Why should they want to? Perhaps you just want to revive your cold war perception?
Justsayin
not rated yet Feb 17, 2011
Why should they want to? Perhaps you just want to revive your cold war perception?

It seems you have not noticed that Medvedev and Putin are acting like they are still in the cold war by opposing the U.S. on the same fronts that the old defunct Soviet Union did...read a book.
frajo
5 / 5 (1) Feb 18, 2011
read a book.
A Russian book?
rgwalther
not rated yet Feb 18, 2011
Alien or terrestrial 'foreign' power? If the vehicle did 'disappear' from one trajectory and show up in another, then...?

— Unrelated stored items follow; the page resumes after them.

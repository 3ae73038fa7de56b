//! Trend analysis: the requested window cut into daily, weekly, monthly or
//! quarterly buckets, with the chosen metrics computed per bucket.

use std::collections::{BTreeMap, HashMap};

use chrono::{Datelike, Days, Months, NaiveDate};
use serde::{Deserialize, Serialize};

use inventaris_core::{DomainError, Money, ProductId};
use inventaris_inventory::StockTransaction;
use inventaris_products::Product;
use inventaris_purchasing::{PurchaseOrder, PurchaseOrderStatus};
use inventaris_sales::{SalesOrder, SalesOrderStatus};

use crate::period::day_bounds;
use crate::round2;

#[derive(Debug, Clone, Copy, Default, PartialEq, Eq, Serialize, Deserialize)]
#[serde(rename_all = "lowercase")]
pub enum Granularity {
    #[default]
    Daily,
    Weekly,
    Monthly,
    Quarterly,
}

impl core::str::FromStr for Granularity {
    type Err = DomainError;

    fn from_str(s: &str) -> Result<Self, Self::Err> {
        match s {
            "daily" => Ok(Granularity::Daily),
            "weekly" => Ok(Granularity::Weekly),
            "monthly" => Ok(Granularity::Monthly),
            "quarterly" => Ok(Granularity::Quarterly),
            other => Err(DomainError::validation(format!("unknown period: {other}"))),
        }
    }
}

#[derive(Debug, Clone, Copy, PartialEq, Eq, PartialOrd, Ord, Hash, Serialize, Deserialize)]
#[serde(rename_all = "snake_case")]
pub enum TrendMetric {
    Sales,
    Purchases,
    Profit,
    StockLevel,
    AvgOrderValue,
}

impl TrendMetric {
    pub const ALL: [TrendMetric; 5] = [
        TrendMetric::Sales,
        TrendMetric::Purchases,
        TrendMetric::Profit,
        TrendMetric::StockLevel,
        TrendMetric::AvgOrderValue,
    ];
}

impl core::str::FromStr for TrendMetric {
    type Err = DomainError;

    fn from_str(s: &str) -> Result<Self, Self::Err> {
        match s {
            "sales" => Ok(TrendMetric::Sales),
            "purchases" => Ok(TrendMetric::Purchases),
            "profit" => Ok(TrendMetric::Profit),
            "stock_level" => Ok(TrendMetric::StockLevel),
            "avg_order_value" => Ok(TrendMetric::AvgOrderValue),
            other => Err(DomainError::validation(format!("unknown metric: {other}"))),
        }
    }
}

/// One slice of the window. The first and last buckets are clipped to the
/// requested dates.
#[derive(Debug, Clone, PartialEq, Eq, Serialize)]
pub struct Bucket {
    pub label: String,
    pub from: NaiveDate,
    pub to: NaiveDate,
}

pub fn buckets(granularity: Granularity, from: NaiveDate, to: NaiveDate) -> Vec<Bucket> {
    let mut out = Vec::new();
    let mut start = align(granularity, from);
    while start <= to {
        let next = advance(granularity, start);
        let end = next.and_then(|n| n.pred_opt()).map_or(to, |last| last.min(to));
        out.push(Bucket {
            label: label(granularity, start),
            from: start.max(from),
            to: end,
        });
        match next {
            Some(next) => start = next,
            None => break,
        }
    }
    out
}

fn align(granularity: Granularity, date: NaiveDate) -> NaiveDate {
    match granularity {
        Granularity::Daily => date,
        Granularity::Weekly => date
            .checked_sub_days(Days::new(u64::from(date.weekday().num_days_from_monday())))
            .unwrap_or(date),
        Granularity::Monthly => date.with_day(1).unwrap_or(date),
        Granularity::Quarterly => {
            let month = (date.month0() / 3) * 3 + 1;
            NaiveDate::from_ymd_opt(date.year(), month, 1).unwrap_or(date)
        }
    }
}

fn advance(granularity: Granularity, start: NaiveDate) -> Option<NaiveDate> {
    match granularity {
        Granularity::Daily => start.succ_opt(),
        Granularity::Weekly => start.checked_add_days(Days::new(7)),
        Granularity::Monthly => start.checked_add_months(Months::new(1)),
        Granularity::Quarterly => start.checked_add_months(Months::new(3)),
    }
}

fn label(granularity: Granularity, start: NaiveDate) -> String {
    match granularity {
        Granularity::Daily => start.format("%Y-%m-%d").to_string(),
        Granularity::Weekly => {
            let week = start.iso_week();
            format!("Week {} {}", week.week(), week.year())
        }
        Granularity::Monthly => start.format("%b %Y").to_string(),
        Granularity::Quarterly => format!("Q{} {}", start.month0() / 3 + 1, start.year()),
    }
}

/// Non-cancelled orders dated within a bucket.
#[derive(Debug, Clone, Default, PartialEq, Eq, Serialize)]
pub struct OrderTotals {
    pub count: usize,
    pub total_amount: Money,
    pub average_amount: Money,
    pub item_count: i64,
}

impl OrderTotals {
    fn collect(orders: impl Iterator<Item = (Money, i64)>) -> Self {
        let mut totals = OrderTotals::default();
        for (amount, items) in orders {
            totals.count += 1;
            totals.total_amount = totals.total_amount + amount;
            totals.item_count += items;
        }
        if totals.count > 0 {
            totals.average_amount =
                Money::from_minor(totals.total_amount.minor() / totals.count as i64);
        }
        totals
    }
}

#[derive(Debug, Clone, PartialEq, Serialize)]
pub struct ProfitFigures {
    /// Sales minus purchases in minor units; negative when purchases exceed sales.
    pub gross_profit: i64,
    pub margin_percent: f64,
}

/// Stock on hand at the end of a bucket, rebuilt from the movement log.
#[derive(Debug, Clone, Default, PartialEq, Eq, Serialize)]
pub struct StockLevel {
    pub total_products: usize,
    pub total_units: i64,
    pub low_stock_products: usize,
    pub out_of_stock_products: usize,
    pub total_value: Money,
}

#[derive(Debug, Clone, PartialEq, Serialize)]
#[serde(untagged)]
pub enum MetricValue {
    Orders(OrderTotals),
    Profit(ProfitFigures),
    StockLevel(StockLevel),
    AverageOrder { average: Money },
}

#[derive(Debug, Clone, PartialEq, Serialize)]
pub struct TrendPoint {
    pub label: String,
    pub from: NaiveDate,
    pub to: NaiveDate,
    pub metrics: BTreeMap<TrendMetric, MetricValue>,
}

#[derive(Debug, Clone, PartialEq, Serialize)]
pub struct TrendReport {
    pub period: Granularity,
    pub from: NaiveDate,
    pub to: NaiveDate,
    pub points: Vec<TrendPoint>,
}

/// Rows a trend report is computed from. `transactions` must cover every
/// movement from the start of the window until now for `stock_level` to be
/// exact.
#[derive(Debug, Clone, Copy)]
pub struct TrendRows<'a> {
    pub sales: &'a [SalesOrder],
    pub purchases: &'a [PurchaseOrder],
    pub products: &'a [Product],
    pub transactions: &'a [StockTransaction],
}

pub fn trend_analysis(
    granularity: Granularity,
    from: NaiveDate,
    to: NaiveDate,
    metrics: &[TrendMetric],
    rows: TrendRows<'_>,
) -> TrendReport {
    let points = buckets(granularity, from, to)
        .into_iter()
        .map(|bucket| {
            let sales = sales_totals(rows.sales, &bucket);
            let purchases = purchase_totals(rows.purchases, &bucket);
            let metrics = metrics
                .iter()
                .map(|metric| {
                    let value = match metric {
                        TrendMetric::Sales => MetricValue::Orders(sales.clone()),
                        TrendMetric::Purchases => MetricValue::Orders(purchases.clone()),
                        TrendMetric::Profit => MetricValue::Profit(profit(&sales, &purchases)),
                        TrendMetric::StockLevel => MetricValue::StockLevel(stock_level_at(
                            rows.products,
                            rows.transactions,
                            bucket.to,
                        )),
                        TrendMetric::AvgOrderValue => MetricValue::AverageOrder {
                            average: sales.average_amount,
                        },
                    };
                    (*metric, value)
                })
                .collect();
            TrendPoint {
                label: bucket.label,
                from: bucket.from,
                to: bucket.to,
                metrics,
            }
        })
        .collect();

    TrendReport {
        period: granularity,
        from,
        to,
        points,
    }
}

fn sales_totals(orders: &[SalesOrder], bucket: &Bucket) -> OrderTotals {
    OrderTotals::collect(
        orders
            .iter()
            .filter(|o| o.status() != SalesOrderStatus::Cancelled)
            .filter(|o| (bucket.from..=bucket.to).contains(&o.order_date()))
            .map(|o| (o.total_amount(), o.lines().iter().map(|l| l.quantity).sum())),
    )
}

fn purchase_totals(orders: &[PurchaseOrder], bucket: &Bucket) -> OrderTotals {
    OrderTotals::collect(
        orders
            .iter()
            .filter(|o| o.status() != PurchaseOrderStatus::Cancelled)
            .filter(|o| (bucket.from..=bucket.to).contains(&o.order_date()))
            .map(|o| (o.total_amount(), o.lines().iter().map(|l| l.quantity).sum())),
    )
}

fn profit(sales: &OrderTotals, purchases: &OrderTotals) -> ProfitFigures {
    let revenue = sales.total_amount.minor();
    let gross_profit = revenue - purchases.total_amount.minor();
    let margin_percent = if revenue > 0 {
        round2(gross_profit as f64 / revenue as f64 * 100.0)
    } else {
        0.0
    };
    ProfitFigures {
        gross_profit,
        margin_percent,
    }
}

/// Current stock minus every movement booked after the end of `date`.
fn stock_level_at(
    products: &[Product],
    transactions: &[StockTransaction],
    date: NaiveDate,
) -> StockLevel {
    let (_, end) = day_bounds(date);
    let mut later: HashMap<ProductId, i64> = HashMap::new();
    for t in transactions.iter().filter(|t| t.created_at > end) {
        *later.entry(t.product_id).or_default() += t.delta();
    }

    let mut level = StockLevel::default();
    for product in products.iter().filter(|p| p.created_at() <= end) {
        let booked_later = later.get(&product.id_typed()).copied().unwrap_or(0);
        let stock = (product.stock() - booked_later).max(0);
        level.total_products += 1;
        level.total_units += stock;
        if stock == 0 {
            level.out_of_stock_products += 1;
        }
        if stock <= product.min_stock() {
            level.low_stock_products += 1;
        }
        level.total_value = level.total_value
            + Money::from_minor(product.purchase_price().minor().saturating_mul(stock));
    }
    level
}

#[cfg(test)]
mod tests {
    use super::*;
    use crate::fixtures::{at, date, movement, product, purchase_order, sales_order};
    use inventaris_inventory::MovementKind;

    fn labels(buckets: &[Bucket]) -> Vec<&str> {
        buckets.iter().map(|b| b.label.as_str()).collect()
    }

    #[test]
    fn weekly_buckets_align_to_monday_and_clip() {
        // 2024-03-06 is a Wednesday.
        let weeks = buckets(Granularity::Weekly, date(2024, 3, 6), date(2024, 3, 20));
        assert_eq!(labels(&weeks), vec!["Week 10 2024", "Week 11 2024", "Week 12 2024"]);
        assert_eq!(weeks[0].from, date(2024, 3, 6));
        assert_eq!(weeks[0].to, date(2024, 3, 10));
        assert_eq!(weeks[1].from, date(2024, 3, 11));
        assert_eq!(weeks[2].to, date(2024, 3, 20));
    }

    #[test]
    fn monthly_and_quarterly_labels() {
        let months = buckets(Granularity::Monthly, date(2024, 1, 15), date(2024, 3, 2));
        assert_eq!(labels(&months), vec!["Jan 2024", "Feb 2024", "Mar 2024"]);
        assert_eq!(months[1].to, date(2024, 2, 29));

        let quarters = buckets(Granularity::Quarterly, date(2023, 11, 1), date(2024, 4, 1));
        assert_eq!(labels(&quarters), vec!["Q4 2023", "Q1 2024", "Q2 2024"]);
        assert_eq!(quarters[2].from, date(2024, 4, 1));
        assert_eq!(quarters[2].to, date(2024, 4, 1));
    }

    #[test]
    fn daily_buckets_cover_every_day() {
        let days = buckets(Granularity::Daily, date(2024, 2, 28), date(2024, 3, 1));
        assert_eq!(labels(&days), vec!["2024-02-28", "2024-02-29", "2024-03-01"]);
    }

    #[test]
    fn profit_and_order_metrics_per_bucket() {
        let sales = vec![
            sales_order("SO-1", at(2024, 3, 1)),
            sales_order("SO-2", at(2024, 3, 1)),
            sales_order("SO-3", at(2024, 3, 2)),
        ];
        let purchases = vec![purchase_order("PO-1", at(2024, 3, 1))];
        let rows = TrendRows {
            sales: &sales,
            purchases: &purchases,
            products: &[],
            transactions: &[],
        };

        let report = trend_analysis(
            Granularity::Daily,
            date(2024, 3, 1),
            date(2024, 3, 2),
            &[TrendMetric::Sales, TrendMetric::Profit, TrendMetric::AvgOrderValue],
            rows,
        );

        assert_eq!(report.points.len(), 2);
        let first = &report.points[0].metrics;
        match &first[&TrendMetric::Sales] {
            MetricValue::Orders(totals) => {
                assert_eq!(totals.count, 2);
                assert_eq!(totals.total_amount, Money::from_minor(2_000));
                assert_eq!(totals.item_count, 2);
            }
            other => panic!("unexpected sales value: {other:?}"),
        }
        assert_eq!(
            first[&TrendMetric::Profit],
            MetricValue::Profit(ProfitFigures {
                gross_profit: 1_000,
                margin_percent: 50.0,
            })
        );
        assert_eq!(
            report.points[1].metrics[&TrendMetric::AvgOrderValue],
            MetricValue::AverageOrder {
                average: Money::from_minor(1_000)
            }
        );
        assert!(!first.contains_key(&TrendMetric::Purchases));
    }

    #[test]
    fn stock_level_rewinds_later_movements() {
        // Created 2024-01-01 with 10 on hand; 4 shipped on 2024-03-05.
        let mug = product("mug", "Kitchen", 6, 5, 100);
        let transactions = vec![movement(&mug, MovementKind::Out, 4, Some(300), at(2024, 3, 5))];
        let rows = TrendRows {
            sales: &[],
            purchases: &[],
            products: std::slice::from_ref(&mug),
            transactions: &transactions,
        };

        let report = trend_analysis(
            Granularity::Daily,
            date(2024, 3, 4),
            date(2024, 3, 5),
            &[TrendMetric::StockLevel],
            rows,
        );
        let level = |i: usize| match &report.points[i].metrics[&TrendMetric::StockLevel] {
            MetricValue::StockLevel(level) => level.clone(),
            other => panic!("unexpected stock value: {other:?}"),
        };
        assert_eq!(level(0).total_units, 10);
        assert_eq!(level(0).low_stock_products, 0);
        assert_eq!(level(1).total_units, 6);
        assert_eq!(level(1).total_value, Money::from_minor(600));
    }
}
use std::sync::Arc;

use axum::{
    body::Bytes,
    extract::Extension,
    http::StatusCode,
    response::IntoResponse,
    Json,
};

use crate::app::services::AppServices;
use crate::app::{dto, errors};

/// Run a full push of the requested tables and wait for it. An empty body
/// syncs every table.
pub async fn sync_firebase(
    Extension(services): Extension<Arc<AppServices>>,
    body: Bytes,
) -> axum::response::Response {
    let request: dto::SyncRequest = if body.iter().all(u8::is_ascii_whitespace) {
        dto::SyncRequest::default()
    } else {
        match serde_json::from_slice(&body) {
            Ok(request) => request,
            Err(e) => return errors::json_error(StatusCode::BAD_REQUEST, "invalid_body", e.to_string()),
        }
    };

    match services.sync_firebase(&request.table).await {
        Ok(counts) => (
            StatusCode::OK,
            Json(serde_json::json!({
                "synced": counts,
                "records": counts.values().sum::<usize>(),
            })),
        )
            .into_response(),
        Err(e) => errors::service_error_to_response(e),
    }
}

Of course if 'there was a funny light in the sky', then it couda only been aliens.
Justsayin
not rated yet Feb 18, 2011
frajo, it does not matter which book you read. Russian or U.S. it should tell the same story like Russia working against U.S. interests in Venezuela, Lebanon, Israel, Iran, Nicaragua and others.
TheGhostofOtto1923
1 / 5 (1) Feb 18, 2011
and I think the Russians just screwed up and want to stir cold war animosity.
Why should they want to? Perhaps you just want to revive your cold war perception?
They need to justify continued vital military spending like anybody else, which is especially difficult in these uncertain financial times, and need credible enemies to do this. Its remotely possible that they screwed it up themselves for this purpose.

People who provide funding for mil projects rarely can appreciate the reality of future threats. So current threats may be manufactured in order to persuade them.